*Data provided*:
===============

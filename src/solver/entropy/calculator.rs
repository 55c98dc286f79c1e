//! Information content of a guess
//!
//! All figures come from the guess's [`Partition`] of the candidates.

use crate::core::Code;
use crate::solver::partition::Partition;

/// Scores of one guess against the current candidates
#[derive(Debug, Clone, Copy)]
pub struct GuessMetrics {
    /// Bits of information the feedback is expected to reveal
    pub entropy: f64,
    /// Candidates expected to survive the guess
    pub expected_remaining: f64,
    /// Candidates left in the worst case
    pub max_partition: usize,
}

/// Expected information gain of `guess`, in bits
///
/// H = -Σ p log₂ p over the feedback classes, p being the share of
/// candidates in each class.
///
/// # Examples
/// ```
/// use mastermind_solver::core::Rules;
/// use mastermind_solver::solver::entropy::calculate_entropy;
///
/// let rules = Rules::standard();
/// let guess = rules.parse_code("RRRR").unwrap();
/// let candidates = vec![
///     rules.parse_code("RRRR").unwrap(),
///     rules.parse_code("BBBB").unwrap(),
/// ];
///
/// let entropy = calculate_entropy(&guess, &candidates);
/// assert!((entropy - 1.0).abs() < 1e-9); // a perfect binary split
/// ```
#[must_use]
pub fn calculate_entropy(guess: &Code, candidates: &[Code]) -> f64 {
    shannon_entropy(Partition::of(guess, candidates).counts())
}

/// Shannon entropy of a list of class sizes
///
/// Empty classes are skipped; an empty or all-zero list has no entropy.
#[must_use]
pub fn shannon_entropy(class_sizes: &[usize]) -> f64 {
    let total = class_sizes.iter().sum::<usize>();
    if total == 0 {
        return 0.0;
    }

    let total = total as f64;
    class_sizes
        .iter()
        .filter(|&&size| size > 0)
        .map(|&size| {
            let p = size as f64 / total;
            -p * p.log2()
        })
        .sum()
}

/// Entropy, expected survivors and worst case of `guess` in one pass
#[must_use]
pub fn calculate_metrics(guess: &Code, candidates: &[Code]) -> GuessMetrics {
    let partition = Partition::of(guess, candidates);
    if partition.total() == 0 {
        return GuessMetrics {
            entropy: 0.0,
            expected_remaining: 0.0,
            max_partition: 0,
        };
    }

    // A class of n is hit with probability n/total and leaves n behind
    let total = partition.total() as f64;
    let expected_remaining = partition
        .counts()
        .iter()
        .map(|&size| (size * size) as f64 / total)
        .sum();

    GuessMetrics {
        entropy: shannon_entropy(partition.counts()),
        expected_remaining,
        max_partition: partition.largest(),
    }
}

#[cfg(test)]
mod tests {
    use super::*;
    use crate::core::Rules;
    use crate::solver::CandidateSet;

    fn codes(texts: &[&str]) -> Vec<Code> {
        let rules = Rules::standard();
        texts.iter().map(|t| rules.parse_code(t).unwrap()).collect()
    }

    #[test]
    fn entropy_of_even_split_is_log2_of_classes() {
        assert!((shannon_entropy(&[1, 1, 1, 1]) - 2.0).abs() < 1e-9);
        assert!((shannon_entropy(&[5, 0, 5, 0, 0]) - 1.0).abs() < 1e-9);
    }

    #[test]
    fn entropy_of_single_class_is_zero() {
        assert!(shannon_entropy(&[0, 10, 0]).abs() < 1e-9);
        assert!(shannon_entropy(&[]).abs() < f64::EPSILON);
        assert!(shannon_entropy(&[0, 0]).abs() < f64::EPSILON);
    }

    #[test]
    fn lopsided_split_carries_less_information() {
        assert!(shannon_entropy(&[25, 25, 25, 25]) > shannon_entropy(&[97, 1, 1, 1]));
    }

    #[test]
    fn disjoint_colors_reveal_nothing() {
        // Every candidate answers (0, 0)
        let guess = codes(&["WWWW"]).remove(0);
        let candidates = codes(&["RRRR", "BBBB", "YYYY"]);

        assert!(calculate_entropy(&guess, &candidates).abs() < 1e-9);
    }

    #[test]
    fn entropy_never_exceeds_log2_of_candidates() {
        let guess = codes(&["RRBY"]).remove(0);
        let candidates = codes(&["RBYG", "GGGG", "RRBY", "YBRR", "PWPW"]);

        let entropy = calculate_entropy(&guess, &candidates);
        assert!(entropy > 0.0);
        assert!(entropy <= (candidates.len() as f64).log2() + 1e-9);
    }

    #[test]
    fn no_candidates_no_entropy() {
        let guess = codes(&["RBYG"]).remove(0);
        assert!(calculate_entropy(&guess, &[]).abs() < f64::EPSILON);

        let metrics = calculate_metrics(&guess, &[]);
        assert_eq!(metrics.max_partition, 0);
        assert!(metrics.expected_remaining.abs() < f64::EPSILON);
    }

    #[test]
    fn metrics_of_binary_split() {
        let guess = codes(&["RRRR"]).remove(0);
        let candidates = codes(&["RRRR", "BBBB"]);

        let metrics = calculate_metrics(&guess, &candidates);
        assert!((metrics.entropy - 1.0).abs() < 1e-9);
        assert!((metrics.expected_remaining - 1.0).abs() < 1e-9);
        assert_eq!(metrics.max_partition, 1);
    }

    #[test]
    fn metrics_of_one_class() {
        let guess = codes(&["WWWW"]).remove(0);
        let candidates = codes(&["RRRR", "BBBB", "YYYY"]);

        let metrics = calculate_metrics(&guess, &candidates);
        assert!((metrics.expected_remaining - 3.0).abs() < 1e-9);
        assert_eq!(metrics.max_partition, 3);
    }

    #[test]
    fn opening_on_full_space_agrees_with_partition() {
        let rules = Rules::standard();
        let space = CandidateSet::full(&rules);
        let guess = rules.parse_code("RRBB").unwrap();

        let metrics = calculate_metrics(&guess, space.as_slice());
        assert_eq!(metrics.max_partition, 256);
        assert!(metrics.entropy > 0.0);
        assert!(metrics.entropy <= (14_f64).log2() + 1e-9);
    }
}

===============

*Task description*:
Please transcribe the full listing exactly, down to the last line.

*Answer for this exercise*:
filename src/solver/entropy/calculator.rs
repository 55c98dc286f79c1e
//! Information content of a guess
//!
//! All figures come from the guess's [`Partition`] of the candidates.

use crate::core::Code;
use crate::solver::partition::Partition;

/// Scores of one guess against the current candidates
#[derive(Debug, Clone, Copy)]
pub struct GuessMetrics {
    /// Bits of information the feedback is expected to reveal
    pub entropy: f64,
    /// Candidates expected to survive the guess
    pub expected_remaining: f64,
    /// Candidates left in the worst case
    pub max_partition: usize,
}

/// Expected information gain of `guess`, in bits
///
/// H = -Σ p log₂ p over the feedback classes, p being the share of
/// candidates in each class.
///
/// # Examples
/// ```
/// use mastermind_solver::core::Rules;
/// use mastermind_solver::solver::entropy::calculate_entropy;
///
/// let rules = Rules::standard();
/// let guess = rules.parse_code("RRRR").unwrap();
/// let candidates = vec![
///     rules.parse_code("RRRR").unwrap(),
///     rules.parse_code("BBBB").unwrap(),
/// ];
///
/// let entropy = calculate_entropy(&guess, &candidates);
/// assert!((entropy - 1.0).abs() < 1e-9); // a perfect binary split
/// ```
#[must_use]
pub fn calculate_entropy(guess: &Code, candidates: &[Code]) -> f64 {
    shannon_entropy(Partition::of(guess, candidates).counts())
}

/// Shannon entropy of a list of class sizes
///
/// Empty classes are skipped; an empty or all-zero list has no entropy.
#[must_use]
pub fn shannon_entropy(class_sizes: &[usize]) -> f64 {
    let total = class_sizes.iter().sum::<usize>();
    if total == 0 {
        return 0.0;
    }

    let total = total as f64;
    class_sizes
        .iter()
        .filter(|&&size| size > 0)
        .map(|&size| {
            let p = size as f64 / total;
            -p * p.log2()
        })
        .sum()
}

/// Entropy, expected survivors and worst case of `guess` in one pass
#[must_use]
pub fn calculate_metrics(guess: &Code, candidates: &[Code]) -> GuessMetrics {
    let partition = Partition::of(guess, candidates);
    if partition.total() == 0 {
        return GuessMetrics {
            entropy: 0.0,
            expected_remaining: 0.0,
            max_partition: 0,
        };
    }

    // A class of n is hit with probability n/total and leaves n behind
    let total = partition.total() as f64;
    let expected_remaining = partition
        .counts()
        .iter()
        .map(|&size| (size * size) as f64 / total)
        .sum();

    GuessMetrics {
        entropy: shannon_entropy(partition.counts()),
        expected_remaining,
        max_partition: partition.largest(),
    }
}

#[cfg(test)]
mod tests {
    use super::*;
    use crate::core::Rules;
    use crate::solver::CandidateSet;

    fn codes(texts: &[&str]) -> Vec<Code> {
        let rules = Rules::standard();
        texts.iter().map(|t| rules.parse_code(t).unwrap()).collect()
    }

    #[test]
    fn entropy_of_even_split_is_log2_of_classes() {
        assert!((shannon_entropy(&[1, 1, 1, 1]) - 2.0).abs() < 1e-9);
        assert!((shannon_entropy(&[5, 0, 5, 0, 0]) - 1.0).abs() < 1e-9);
    }

    #[test]
    fn entropy_of_single_class_is_zero() {
        assert!(shannon_entropy(&[0, 10, 0]).abs() < 1e-9);
        assert!(shannon_entropy(&[]).abs() < f64::EPSILON);
        assert!(shannon_entropy(&[0, 0]).abs() < f64::EPSILON);
    }

    #[test]
    fn lopsided_split_carries_less_information() {
        assert!(shannon_entropy(&[25, 25, 25, 25]) > shannon_entropy(&[97, 1, 1, 1]));
    }

    #[test]
    fn disjoint_colors_reveal_nothing() {
        // Every candidate answers (0, 0)
        let guess = codes(&["WWWW"]).remove(0);
        let candidates = codes(&["RRRR", "BBBB", "YYYY"]);

        assert!(calculate_entropy(&guess, &candidates).abs() < 1e-9);
    }

    #[test]
    fn entropy_never_exceeds_log2_of_candidates() {
        let guess = codes(&["RRBY"]).remove(0);
        let candidates = codes(&["RBYG", "GGGG", "RRBY", "YBRR", "PWPW"]);

        let entropy = calculate_entropy(&guess, &candidates);
        assert!(entropy > 0.0);
        assert!(entropy <= (candidates.len() as f64).log2() + 1e-9);
    }

    #[test]
    fn no_candidates_no_entropy() {
        let guess = codes(&["RBYG"]).remove(0);
        assert!(calculate_entropy(&guess, &[]).abs() < f64::EPSILON);

        let metrics = calculate_metrics(&guess, &[]);
        assert_eq!(metrics.max_partition, 0);
        assert!(metrics.expected_remaining.abs() < f64::EPSILON);
    }

    #[test]
    fn metrics_of_binary_split() {
        let guess = codes(&["RRRR"]).remove(0);
        let candidates = codes(&["RRRR", "BBBB"]);

        let metrics = calculate_metrics(&guess, &candidates);
        assert!((metrics.entropy - 1.0).abs() < 1e-9);
        assert!((metrics.expected_remaining - 1.0).abs() < 1e-9);
        assert_eq!(metrics.max_partition, 1);
    }

    #[test]
    fn metrics_of_one_class() {
        let guess = codes(&["WWWW"]).remove(0);
        let candidates = codes(&["RRRR", "BBBB", "YYYY"]);

        let metrics = calculate_metrics(&guess, &candidates);
        assert!((metrics.expected_remaining - 3.0).abs() < 1e-9);
        assert_eq!(metrics.max_partition, 3);
    }

    #[test]
    fn opening_on_full_space_agrees_with_partition() {
        let rules = Rules::standard();
        let space = CandidateSet::full(&rules);
        let guess = rules.parse_code("RRBB").unwrap();

        let metrics = calculate_metrics(&guess, space.as_slice());
        assert_eq!(metrics.max_partition, 256);
        assert!(metrics.entropy > 0.0);
        assert!(metrics.entropy <= (14_f64).log2() + 1e-9);
    }
}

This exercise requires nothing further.